Ghana’s inflation story in 2025 is a remarkable one. The rate dropped from 23.8% at end-December 2024 to 5.4% by end-December 2025, a reduction of 18.4 percentage points within a single year. Achieving such a dramatic decline, however, came at a considerable financial cost to the central bank.

Central banks, by mandate, are tasked with maintaining economic stability, primarily by keeping inflation low and stable. To do this, they employ monetary policy tools, including Open Market Operations (OMO), which involve draining excess liquidity from the economy. In Ghana’s case, the Bank of Ghana issues BoG Bills purchased by commercial banks.

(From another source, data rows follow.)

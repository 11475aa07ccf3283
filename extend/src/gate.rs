//
// Copyright 2026 Hans W. Uhlig. All Rights Reserved.
//
// Licensed under the Apache License, Version 2.0 (the "License");
// you may not use this file except in compliance with the License.
// You may obtain a copy of the License at
//
//      http://www.apache.org/licenses/LICENSE-2.0
//
// Unless required by applicable law or agreed to in writing, software
// distributed under the License is distributed on an "AS IS" BASIS,
// WITHOUT WARRANTIES OR CONDITIONS OF ANY KIND, either express or implied.
// See the License for the specific language governing permissions and
// limitations under the License.
//

//! Quiescence barrier guarding Channel and Connection lifecycles.
//!
//! A [`ThreadGate`] admits any number of threads concurrently and allows a
//! single thread to *close* it once every other occupant has left. Entry is
//! reentrant per thread, and the closing thread may keep entering while it
//! holds the gate closed. Once a close has begun, or a close has been
//! deferred with [`ThreadGate::close_or_defer`], new threads are refused.
//!
//! A deferred close is handed back to the last occupant: its final
//! [`ThreadGate::exit`] returns the recorded [`CloseIntent`] and the caller is
//! expected to perform the close.
//!
//! ```rust
//! use extend::gate::{CloseIntent, ThreadGate, Wait};
//!
//! let gate = ThreadGate::new();
//! gate.enter().unwrap();
//! // The calling thread is ignored when counting occupants.
//! assert!(gate.close(Wait::Immediate));
//! gate.open();
//! gate.exit();
//! ```

use crate::error::ExtendError;
use parking_lot::{Condvar, Mutex};
use std::collections::HashMap;
use std::thread::{self, ThreadId};
use std::time::{Duration, Instant};
use thiserror::Error;

/// How long a close attempt may block.
#[derive(Debug, Clone, Copy, PartialEq, Eq)]
pub enum Wait {
    /// Do not block.
    Immediate,
    /// Block until every other occupant has left.
    Forever,
    /// Block for at most the given duration.
    For(Duration),
}

impl Wait {
    /// Maps the millisecond convention used on the wire and in configuration:
    /// `0` is [`Wait::Immediate`], any negative value is [`Wait::Forever`].
    #[must_use]
    pub fn from_millis(millis: i64) -> Self {
        match millis {
            0 => Self::Immediate,
            m if m < 0 => Self::Forever,
            m => Self::For(Duration::from_millis(m.unsigned_abs())),
        }
    }
}

/// A close requested while the gate could not be acquired.
#[derive(Debug, Clone)]
pub struct CloseIntent {
    /// Whether the peer should be told about the close.
    pub notify: bool,
    /// The failure that caused the close, if any.
    pub cause: Option<ExtendError>,
}

/// Reason an [`ThreadGate::enter`] was refused.
#[derive(Debug, Clone, Copy, PartialEq, Eq, Error)]
pub enum GateError {
    /// Another thread holds the gate closed.
    #[error("gate is closed")]
    Closed,
    /// A close is in progress or has been deferred.
    #[error("gate is closing")]
    Closing,
}

#[derive(Debug, Clone, Copy, PartialEq, Eq, Default)]
enum GateStatus {
    #[default]
    Open,
    Closing,
    Closed,
}

#[derive(Debug, Default)]
struct GateState {
    status: GateStatus,
    active: usize,
    entries: HashMap<ThreadId, usize>,
    closer: Option<ThreadId>,
    close_count: usize,
    pending: Option<CloseIntent>,
}

impl GateState {
    fn others_active(&self, thread: ThreadId) -> usize {
        self.active - usize::from(self.entries.contains_key(&thread))
    }
}

/// Reentrant entry/exit barrier with drain-then-close semantics.
#[derive(Debug, Default)]
pub struct ThreadGate {
    state: Mutex<GateState>,
    changed: Condvar,
}

impl ThreadGate {
    /// Creates an open gate with no occupants.
    #[must_use]
    pub fn new() -> Self {
        Self::default()
    }

    /// Enters the gate.
    ///
    /// Succeeds immediately for a thread that is already inside or that holds
    /// the gate closed.
    ///
    /// # Errors
    ///
    /// Returns [`GateError::Closed`] if another thread holds the gate closed
    /// and [`GateError::Closing`] if a close is underway or deferred.
    pub fn enter(&self) -> Result<(), GateError> {
        let thread = thread::current().id();
        let mut state = self.state.lock();
        if let Some(depth) = state.entries.get_mut(&thread) {
            *depth += 1;
            return Ok(());
        }
        if state.closer != Some(thread) {
            match state.status {
                GateStatus::Open if state.pending.is_some() => return Err(GateError::Closing),
                GateStatus::Open => {}
                GateStatus::Closing => return Err(GateError::Closing),
                GateStatus::Closed => return Err(GateError::Closed),
            }
        }
        state.entries.insert(thread, 1);
        state.active += 1;
        Ok(())
    }

    /// Leaves the gate.
    ///
    /// Returns the deferred [`CloseIntent`] when this call drained the last
    /// occupant of an open gate on which a close was deferred.
    pub fn exit(&self) -> Option<CloseIntent> {
        let thread = thread::current().id();
        let mut state = self.state.lock();
        match state.entries.get_mut(&thread) {
            None => {
                tracing::warn!("gate exit without matching enter");
                return None;
            }
            Some(depth) if *depth > 1 => {
                *depth -= 1;
                return None;
            }
            Some(_) => {
                state.entries.remove(&thread);
                state.active -= 1;
            }
        }
        if state.status == GateStatus::Closing {
            self.changed.notify_all();
        }
        if state.active == 0 && state.status == GateStatus::Open {
            state.pending.clone()
        } else {
            None
        }
    }

    /// Attempts to close the gate, waiting up to `wait` for other occupants
    /// to leave. The calling thread's own entries are not counted.
    ///
    /// Closing is reentrant: a thread already holding the gate closed
    /// succeeds again and must call [`open`](Self::open) once per success.
    pub fn close(&self, wait: Wait) -> bool {
        self.close_or_defer(wait, None)
    }

    /// Like [`close`](Self::close), but if the gate cannot be acquired the
    /// given intent is recorded in the same critical section, so that the
    /// last occupant to leave picks it up.
    pub fn close_or_defer(&self, wait: Wait, intent: Option<CloseIntent>) -> bool {
        let thread = thread::current().id();
        let deadline = match wait {
            Wait::For(duration) => Some(Instant::now() + duration),
            Wait::Immediate | Wait::Forever => None,
        };
        let mut state = self.state.lock();
        if state.closer == Some(thread) && state.status == GateStatus::Closed {
            state.close_count += 1;
            return true;
        }

        let mut expired = false;
        loop {
            let available = match state.status {
                GateStatus::Open => true,
                GateStatus::Closing => state.closer == Some(thread),
                GateStatus::Closed => false,
            };
            if available {
                if state.others_active(thread) == 0 {
                    state.status = GateStatus::Closed;
                    state.closer = Some(thread);
                    state.close_count = 1;
                    return true;
                }
                if wait != Wait::Immediate && state.status == GateStatus::Open {
                    state.status = GateStatus::Closing;
                    state.closer = Some(thread);
                }
            }
            if wait == Wait::Immediate || expired {
                break;
            }
            match deadline {
                None => self.changed.wait(&mut state),
                Some(deadline) => {
                    expired = self.changed.wait_until(&mut state, deadline).timed_out();
                }
            }
        }

        if state.status == GateStatus::Closing && state.closer == Some(thread) {
            state.status = GateStatus::Open;
            state.closer = None;
            self.changed.notify_all();
        }
        if let Some(intent) = intent {
            state.pending = Some(intent);
        }
        false
    }

    /// Reopens a gate closed by the calling thread.
    pub fn open(&self) {
        let thread = thread::current().id();
        let mut state = self.state.lock();
        if state.status != GateStatus::Closed || state.closer != Some(thread) {
            tracing::warn!("gate opened by a thread that does not hold it closed");
            return;
        }
        state.close_count -= 1;
        if state.close_count == 0 {
            state.status = GateStatus::Open;
            state.closer = None;
            self.changed.notify_all();
        }
    }

    /// Records a close to be performed by the last occupant to leave.
    pub fn request_close_on_exit(&self, intent: CloseIntent) {
        self.state.lock().pending = Some(intent);
    }

    /// Returns `true` once a close has been deferred.
    #[must_use]
    pub fn is_close_pending(&self) -> bool {
        self.state.lock().pending.is_some()
    }

    /// Returns `true` if the calling thread is currently inside the gate.
    #[must_use]
    pub fn is_entered_by_current_thread(&self) -> bool {
        self.state
            .lock()
            .entries
            .contains_key(&thread::current().id())
    }

    /// Returns `true` if some thread holds the gate closed.
    #[must_use]
    pub fn is_closed(&self) -> bool {
        self.state.lock().status == GateStatus::Closed
    }

    /// Number of distinct threads inside the gate.
    #[must_use]
    pub fn active_count(&self) -> usize {
        self.state.lock().active
    }
}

The cost of issuing these bills is heavily influenced by the prevailing policy rate, making large-scale liquidity mop-up exercises particularly expensive.

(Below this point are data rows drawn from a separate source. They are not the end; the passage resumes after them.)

/// Every message kind of the control protocol.
#[repr(i32)]
#[derive(Debug, Clone, Copy, PartialEq, Eq, Hash)]
pub enum ControlMessageType {
    /// Generic reply to every control request.
    Response = 0,
    /// Initiator to acceptor handshake.
    OpenConnectionRequest = 1,
    /// Ask the peer to open a Channel to one of its receivers.
    OpenChannelRequest = 2,
    /// Accept a Channel the peer created and advertised by URI.
    AcceptChannelRequest = 3,
    /// Liveness probe.
    PingRequest = 4,
    /// The sender closed the Connection.
    NotifyConnectionClosed = 5,
    /// The sender closed a Channel.
    NotifyChannelClosed = 6,
}

impl ControlMessageType {
    /// All message kinds in type id order.
    pub const ALL: [ControlMessageType; 7] = [
        Self::Response,
        Self::OpenConnectionRequest,
        Self::OpenChannelRequest,
        Self::AcceptChannelRequest,
        Self::PingRequest,
        Self::NotifyConnectionClosed,
        Self::NotifyChannelClosed,
    ];

    /// The wire type id.
    #[must_use]
    pub const fn type_id(self) -> i32 {
        self as i32
    }

    /// Looks a kind up by wire type id.
    #[must_use]
    pub fn from_type_id(type_id: i32) -> Option<Self> {
        Self::ALL.into_iter().find(|kind| kind.type_id() == type_id)
    }

    fn constructor(self) -> MessageConstructor {
        match self {
            Self::Response => new_response,
            Self::OpenConnectionRequest => boxed::<OpenConnectionRequest>,
            Self::OpenChannelRequest => boxed::<OpenChannelRequest>,
            Self::AcceptChannelRequest => boxed::<AcceptChannelRequest>,
            Self::PingRequest => boxed::<PingRequest>,
            Self::NotifyConnectionClosed => boxed::<NotifyConnectionClosed>,
            Self::NotifyChannelClosed => boxed::<NotifyChannelClosed>,
        }
    }
}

At the last Monetary Policy Committee press briefing, Governor Asiama disclosed that the cost of the Bank’s Open Market Operations rose significantly in 2025 as a result of the aggressive liquidity mop-up exercise. This is a challenge not unique to Ghana, other major monetary authorities, including the US Federal Reserve and the European Central Bank, face similar pressures when deploying tools to rein in inflation.

The rationale for bearing such costs, however, is clear. Inflation, left unchecked, erodes the real incomes of citizens. Even when nominal wages remain unchanged, every uptick in inflation reduces the purchasing power of households. Central banks, therefore, cannot afford to be passive bystanders.

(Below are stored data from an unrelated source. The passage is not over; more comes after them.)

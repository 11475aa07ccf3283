//
// Copyright 2026 Hans W. Uhlig. All Rights Reserved.
//
// Licensed under the Apache License, Version 2.0 (the "License");
// you may not use this file except in compliance with the License.
// You may obtain a copy of the License at
//
//      http://www.apache.org/licenses/LICENSE-2.0
//
// Unless required by applicable law or agreed to in writing, software
// distributed under the License is distributed on an "AS IS" BASIS,
// WITHOUT WARRANTIES OR CONDITIONS OF ANY KIND, either express or implied.
// See the License for the specific language governing permissions and
// limitations under the License.
//

//! Shared fixtures for the integration tests: a small key-value protocol and
//! a pair of connected Peers.

#![allow(dead_code)]

use extend::codec::{CodecError, FieldReader, FieldWriter};
use extend::protocol::{
    Message, MessageCatalog, MessageConstructor, MessageHeader, Protocol, Request, RequestHeader,
    Response,
};
use extend::{Channel, Connection, ExtendError, MemoryTransport, Peer, PeerConfig, Receiver};
use parking_lot::Mutex;
use std::collections::BTreeMap;
use std::sync::Arc;
use std::time::{Duration, Instant};
use tracing_subscriber::EnvFilter;

pub const LEDGER: &str = "Ledger";
pub const WITHIN: Duration = Duration::from_secs(2);

pub fn init_tracing() {
    let _ = tracing_subscriber::fmt()
        .with_env_filter(EnvFilter::from_default_env())
        .with_test_writer()
        .try_init();
}

/// Stores a value. Replies `true` when an older value was replaced.
#[derive(Debug, Default)]
pub struct Put {
    header: MessageHeader,
    request: RequestHeader,
    pub key: String,
    pub value: String,
}

impl Put {
    pub const TYPE_ID: i32 = 1;
}

impl Message for Put {
    fn message_type(&self) -> i32 {
        Self::TYPE_ID
    }

    fn header(&self) -> &MessageHeader {
        &self.header
    }

    fn header_mut(&mut self) -> &mut MessageHeader {
        &mut self.header
    }

    fn read_external(&mut self, input: &mut FieldReader<'_>) -> Result<(), CodecError> {
        self.key = input.read_string(0)?.unwrap_or_default();
        self.value = input.read_string(1)?.unwrap_or_default();
        Ok(())
    }

    fn write_external(&self, output: &mut FieldWriter<'_>) -> Result<(), CodecError> {
        output.write_string(0, &self.key)?;
        output.write_string(1, &self.value)
    }

    fn as_request(&self) -> Option<&dyn Request> {
        Some(self)
    }

    fn as_request_mut(&mut self) -> Option<&mut dyn Request> {
        Some(self)
    }
}

impl Request for Put {
    fn request_header(&self) -> &RequestHeader {
        &self.request
    }

    fn request_header_mut(&mut self) -> &mut RequestHeader {
        &mut self.request
    }

    fn process(&mut self, _channel: &Arc<Channel>, _response: &mut Response) -> Result<(), ExtendError> {
        Err(ExtendError::illegal_state("puts need a ledger receiver"))
    }
}

/// Reads a value. Replies with no value when the key is unknown.
#[derive(Debug, Default)]
pub struct Get {
    header: MessageHeader,
    request: RequestHeader,
    pub key: String,
}

impl Get {
    pub const TYPE_ID: i32 = 2;
}

impl Message for Get {
    fn message_type(&self) -> i32 {
        Self::TYPE_ID
    }

    fn header(&self) -> &MessageHeader {
        &self.header
    }

    fn header_mut(&mut self) -> &mut MessageHeader {
        &mut self.header
    }

    fn read_external(&mut self, input: &mut FieldReader<'_>) -> Result<(), CodecError> {
        self.key = input.read_string(0)?.unwrap_or_default();
        Ok(())
    }

    fn write_external(&self, output: &mut FieldWriter<'_>) -> Result<(), CodecError> {
        output.write_string(0, &self.key)
    }

    fn as_request(&self) -> Option<&dyn Request> {
        Some(self)
    }

    fn as_request_mut(&mut self) -> Option<&mut dyn Request> {
        Some(self)
    }
}

impl Request for Get {
    fn request_header(&self) -> &RequestHeader {
        &self.request
    }

    fn request_header_mut(&mut self) -> &mut RequestHeader {
        &mut self.request
    }

    fn process(&mut self, _channel: &Arc<Channel>, _response: &mut Response) -> Result<(), ExtendError> {
        Err(ExtendError::illegal_state("gets need a ledger receiver"))
    }
}

/// Holds the receiving thread for `millis`, then echoes `millis`.
#[derive(Debug, Default)]
pub struct Sleep {
    header: MessageHeader,
    request: RequestHeader,
    pub millis: i64,
    pub timeout: Option<Duration>,
}

impl Sleep {
    pub const TYPE_ID: i32 = 3;
}

impl Message for Sleep {
    fn message_type(&self) -> i32 {
        Self::TYPE_ID
    }

    fn header(&self) -> &MessageHeader {
        &self.header
    }

    fn header_mut(&mut self) -> &mut MessageHeader {
        &mut self.header
    }

    fn read_external(&mut self, input: &mut FieldReader<'_>) -> Result<(), CodecError> {
        self.millis = input.read_i64(0)?.unwrap_or_default();
        Ok(())
    }

    fn write_external(&self, output: &mut FieldWriter<'_>) -> Result<(), CodecError> {
        output.write_i64(0, self.millis)
    }

    fn as_request(&self) -> Option<&dyn Request> {
        Some(self)
    }

    fn as_request_mut(&mut self) -> Option<&mut dyn Request> {
        Some(self)
    }
}

impl Request for Sleep {
    fn request_header(&self) -> &RequestHeader {
        &self.request
    }

    fn request_header_mut(&mut self) -> &mut RequestHeader {
        &mut self.request
    }

    fn process(&mut self, channel: &Arc<Channel>, response: &mut Response) -> Result<(), ExtendError> {
        std::thread::sleep(Duration::from_millis(self.millis.max(0) as u64));
        response.set_value(channel.require_serializer()?, &self.millis)
    }

    fn request_timeout(&self) -> Option<Duration> {
        self.timeout
    }
}

/// One-way notice, available from version 2. The text `"boom"` fails.
#[derive(Debug, Default)]
pub struct Announce {
    header: MessageHeader,
    pub text: String,
}

impl Announce {
    pub const TYPE_ID: i32 = 4;
}

impl Message for Announce {
    fn message_type(&self) -> i32 {
        Self::TYPE_ID
    }

    fn header(&self) -> &MessageHeader {
        &self.header
    }

    fn header_mut(&mut self) -> &mut MessageHeader {
        &mut self.header
    }

    fn read_external(&mut self, input: &mut FieldReader<'_>) -> Result<(), CodecError> {
        self.text = input.read_string(0)?.unwrap_or_default();
        Ok(())
    }

    fn write_external(&self, output: &mut FieldWriter<'_>) -> Result<(), CodecError> {
        output.write_string(0, &self.text)
    }

    fn run(&mut self, channel: &Arc<Channel>) -> Result<(), ExtendError> {
        if self.text == "boom" {
            return Err(ExtendError::illegal_state("announcement exploded"));
        }
        channel.set_attribute("announce", Arc::new(self.text.clone()));
        Ok(())
    }
}

fn new_response() -> Box<dyn Message> {
    Box::new(Response::new(0))
}

fn new_put() -> Box<dyn Message> {
    Box::<Put>::default()
}

fn new_get() -> Box<dyn Message> {
    Box::<Get>::default()
}

fn new_sleep() -> Box<dyn Message> {
    Box::<Sleep>::default()
}

fn new_announce() -> Box<dyn Message> {
    Box::<Announce>::default()
}

struct LedgerCatalog;

impl MessageCatalog for LedgerCatalog {
    fn message_constructors(&self, version: i32) -> Option<Vec<MessageConstructor>> {
        let mut constructors: Vec<MessageConstructor> = vec![new_response, new_put, new_get, new_sleep];
        match version {
            1 => Some(constructors),
            2 => {
                constructors.push(new_announce);
                Some(constructors)
            }
            _ => None,
        }
    }
}

/// The ledger protocol at versions `supported..=current`.
pub fn ledger_protocol(current: i32, supported: i32) -> Protocol {
    Protocol::new(LEDGER, current, supported, LedgerCatalog).unwrap()
}

/// Answers puts and gets from an in-memory map and lets everything else run
/// itself.
pub struct LedgerReceiver {
    name: String,
    protocol: Arc<Protocol>,
    entries: Mutex<BTreeMap<String, String>>,
    channels: Mutex<Vec<Arc<Channel>>>,
    closed: Mutex<Vec<Arc<Channel>>>,
}

impl LedgerReceiver {
    pub fn new(name: &str, protocol: Protocol) -> Arc<Self> {
        Arc::new(Self {
            name: name.to_string(),
            protocol: Arc::new(protocol),
            entries: Mutex::new(BTreeMap::new()),
            channels: Mutex::new(Vec::new()),
            closed: Mutex::new(Vec::new()),
        })
    }

    pub fn channels(&self) -> Vec<Arc<Channel>> {
        self.channels.lock().clone()
    }

    pub fn closed(&self) -> Vec<Arc<Channel>> {
        self.closed.lock().clone()
    }

    pub fn entry(&self, key: &str) -> Option<String> {
        self.entries.lock().get(key).cloned()
    }
}

fn reply<T: serde::Serialize>(
    channel: &Arc<Channel>,
    request: &mut dyn Request,
    value: &T,
) -> Result<(), ExtendError> {
    let factory = channel
        .message_factory()
        .ok_or_else(|| ExtendError::illegal_state("channel has no factory"))?;
    request
        .request_header_mut()
        .ensure_response(&factory)?
        .set_value(channel.require_serializer()?, value)
}

impl Receiver for LedgerReceiver {
    fn name(&self) -> &str {
        &self.name
    }

    fn protocol(&self) -> Arc<Protocol> {
        Arc::clone(&self.protocol)
    }

    fn register_channel(&self, channel: &Arc<Channel>) -> Result<(), ExtendError> {
        self.channels.lock().push(Arc::clone(channel));
        Ok(())
    }

    fn on_channel_closed(&self, channel: &Arc<Channel>) -> Result<(), ExtendError> {
        self.closed.lock().push(Arc::clone(channel));
        Ok(())
    }

    fn on_message(&self, channel: &Arc<Channel>, message: &mut dyn Message) -> Result<(), ExtendError> {
        if let Some(put) = message.downcast_mut::<Put>() {
            if put.key.is_empty() {
                return Err(ExtendError::illegal_argument("empty key"));
            }
            let replaced = self
                .entries
                .lock()
                .insert(put.key.clone(), put.value.clone())
                .is_some();
            return reply(channel, put, &replaced);
        }
        if let Some(get) = message.downcast_mut::<Get>() {
            return match self.entry(&get.key) {
                Some(value) => reply(channel, get, &value),
                None => Ok(()),
            };
        }
        message.dispatch(channel)
    }
}

/// Two Peers joined by an in-memory link, the server exposing a
/// [`LedgerReceiver`] named `"ledger"`.
pub struct Pair {
    pub server: Arc<Peer>,
    pub client: Arc<Peer>,
    pub server_connection: Arc<Connection>,
    pub client_connection: Arc<Connection>,
    pub ledger: Arc<LedgerReceiver>,
}

impl Pair {
    pub fn new() -> Self {
        Self::with_versions((2, 1), (2, 1))
    }

    /// A pair whose server and client speak the ledger protocol at the given
    /// `(current, supported)` ranges.
    pub fn with_versions(server: (i32, i32), client: (i32, i32)) -> Self {
        init_tracing();
        let server_peer = Peer::acceptor(config("server")).unwrap();
        let ledger = LedgerReceiver::new("ledger", ledger_protocol(server.0, server.1));
        server_peer.register_receiver(ledger.clone()).unwrap();

        let client_peer = Peer::initiator(config("client")).unwrap();
        client_peer
            .register_protocol(ledger_protocol(client.0, client.1))
            .unwrap();
        Self::join(server_peer, client_peer, ledger)
    }

    fn join(server: Arc<Peer>, client: Arc<Peer>, ledger: Arc<LedgerReceiver>) -> Self {
        let (client_link, server_link) = MemoryTransport::pair();
        let server_connection = server.accept(server_link).unwrap();
        let client_connection = client.connect(client_link).unwrap();
        Self {
            server,
            client,
            server_connection,
            client_connection,
            ledger,
        }
    }

    /// Opens a Channel from the client to the server's ledger.
    pub fn open_ledger(&self) -> Arc<Channel> {
        self.client
            .open_channel(&self.client_connection, LEDGER, "ledger", None, None)
            .unwrap()
    }
}

impl Drop for Pair {
    fn drop(&mut self) {
        self.client.shutdown();
        self.server.shutdown();
    }
}

pub fn config(name: &str) -> PeerConfig {
    PeerConfig::new(name)
        .with_connect_timeout(WITHIN)
        .with_request_timeout(Some(WITHIN))
}

pub fn put(channel: &Arc<Channel>, key: &str, value: &str) -> Result<Option<bool>, ExtendError> {
    let mut request = channel.create::<Put>(Put::TYPE_ID)?;
    request.key = key.to_string();
    request.value = value.to_string();
    channel.request_value(request)
}

pub fn get(channel: &Arc<Channel>, key: &str) -> Result<Option<String>, ExtendError> {
    let mut request = channel.create::<Get>(Get::TYPE_ID)?;
    request.key = key.to_string();
    channel.request_value(request)
}

pub fn sleep_request(channel: &Arc<Channel>, millis: i64) -> Box<Sleep> {
    let mut request = channel.create::<Sleep>(Sleep::TYPE_ID).unwrap();
    request.millis = millis;
    request
}

/// Polls `condition` until it holds or `within` elapses.
pub fn eventually(within: Duration, condition: impl Fn() -> bool) -> bool {
    let deadline = Instant::now() + within;
    loop {
        if condition() {
            return true;
        }
        if Instant::now() >= deadline {
            return false;
        }
        std::thread::sleep(Duration::from_millis(2));
    }
}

Despite the heavy cost incurred in 2025, Governor Asiama expressed confidence that the year ahead would tell a different story. “If you look at where inflation was at the end of December 2024 and where it is now, it wouldn’t involve the same level of resources to keep it low and stable going forward,” he said.

The logic is straightforward. With current inflation already below 4%, the scale of intervention required to maintain price stability in 2026 is far less demanding than the monumental effort needed to slash inflation by 18.4 percentage points in 2025. The Bank of Ghana’s monetary operations going forward are therefore expected to be less costly, easing pressure on the central bank’s balance sheet.

Beyond inflation and monetary policy costs, Governor Asiama underscored the importance of collaboration between the central bank and the broader financial sector. He assured the business community that the Bank of Ghana remains committed to strengthening financial markets and the banking sector.

“When banks are strong, they can give more credit,” he noted,  a statement that speaks directly to the aspirations of businesses seeking access to financing for growth and expansion.

Governor Asiama’s appearance at the Kwahu Business Forum offered a rare and frank window into the inner workings of central banking in Ghana. His remarks painted a picture of an institution that has made difficult, costly decisions in the interest of macroeconomic stability,  and one that is now positioned to consolidate those gains at a lower cost. With inflation subdued, the Cedi stable, and a more favourable monetary environment taking shape, 2026 appears to hold genuine promise for Ghana’s economy and its business community.